Source records:
━━━━

use anyhow::{anyhow, Result};

#[derive(Clone, Copy, Debug, PartialEq, Eq)]
pub(crate) enum PixelFormat {
    Rgb24,
    Yuyv,
}

impl PixelFormat {
    pub(crate) fn fourcc(self) -> [u8; 4] {
        match self {
            PixelFormat::Rgb24 => *b"RGB3",
            PixelFormat::Yuyv => *b"YUYV",
        }
    }

    pub(crate) fn from_fourcc(code: [u8; 4]) -> Option<Self> {
        match &code {
            b"RGB3" => Some(PixelFormat::Rgb24),
            b"YUYV" => Some(PixelFormat::Yuyv),
            _ => None,
        }
    }
}

pub(crate) fn normalize_to_rgb(
    pixels: &[u8],
    width: u32,
    height: u32,
    format: PixelFormat,
) -> Result<Vec<u8>> {
    match format {
        PixelFormat::Rgb24 => {
            let expected = crate::frame::rgb_len(width, height)?;
            if pixels.len() != expected {
                return Err(anyhow!(
                    "RGB frame length mismatch: expected {}, got {}",
                    expected,
                    pixels.len()
                ));
            }
            Ok(pixels.to_vec())
        }
        PixelFormat::Yuyv => yuyv_to_rgb(pixels, width, height),
    }
}

/// Packed 4:2:2: every 4 bytes `Y0 U Y1 V` cover two horizontal pixels.
fn yuyv_to_rgb(pixels: &[u8], width: u32, height: u32) -> Result<Vec<u8>> {
    if width % 2 != 0 {
        return Err(anyhow!("YUYV frame width must be even, got {}", width));
    }
    let pixel_count = (width as usize)
        .checked_mul(height as usize)
        .ok_or_else(|| anyhow!("YUYV frame dimensions overflow"))?;
    let expected = pixel_count * 2;
    if pixels.len() < expected {
        return Err(anyhow!(
            "YUYV frame length mismatch: expected {}, got {}",
            expected,
            pixels.len()
        ));
    }

    let mut rgb = Vec::with_capacity(pixel_count * 3);
    for chunk in pixels[..expected].chunks_exact(4) {
        let u = chunk[1] as f32 - 128.0;
        let v = chunk[3] as f32 - 128.0;
        for y in [chunk[0], chunk[2]] {
            let y = y as f32;
            rgb.push(clamp_to_u8(y + 1.402_f32 * v));
            rgb.push(clamp_to_u8(y - 0.344_136_f32 * u - 0.714_136_f32 * v));
            rgb.push(clamp_to_u8(y + 1.772_f32 * u));
        }
    }

    Ok(rgb)
}

fn clamp_to_u8(value: f32) -> u8 {
    value.round().clamp(0.0, 255.0) as u8
}

#[cfg(test)]
mod tests {
    use super::*;

    #[test]
    fn yuyv_conversion_produces_gray() -> Result<()> {
        let yuyv = [128u8, 128, 128, 128, 64, 128, 64, 128];
        let rgb = normalize_to_rgb(&yuyv, 2, 2, PixelFormat::Yuyv)?;
        assert_eq!(rgb, vec![128, 128, 128, 128, 128, 128, 64, 64, 64, 64, 64, 64]);
        Ok(())
    }

    #[test]
    fn rgb_pass_through_validates_length() -> Result<()> {
        let pixels = vec![1u8; 9];
        let rgb = normalize_to_rgb(&pixels, 1, 3, PixelFormat::Rgb24)?;
        assert_eq!(rgb, pixels);
        assert!(normalize_to_rgb(&pixels, 2, 3, PixelFormat::Rgb24).is_err());
        Ok(())
    }

    #[test]
    fn fourcc_round_trips() {
        for format in [PixelFormat::Rgb24, PixelFormat::Yuyv] {
            assert_eq!(PixelFormat::from_fourcc(format.fourcc()), Some(format));
        }
        assert_eq!(PixelFormat::from_fourcc(*b"MJPG"), None);
    }
}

━━━━

• _WHAT TO WORK ON_
Write down how many lines of the data above carry the word "value". Nothing else belongs in the answer.

• _SOLUTION TO THIS EXERCISE_
2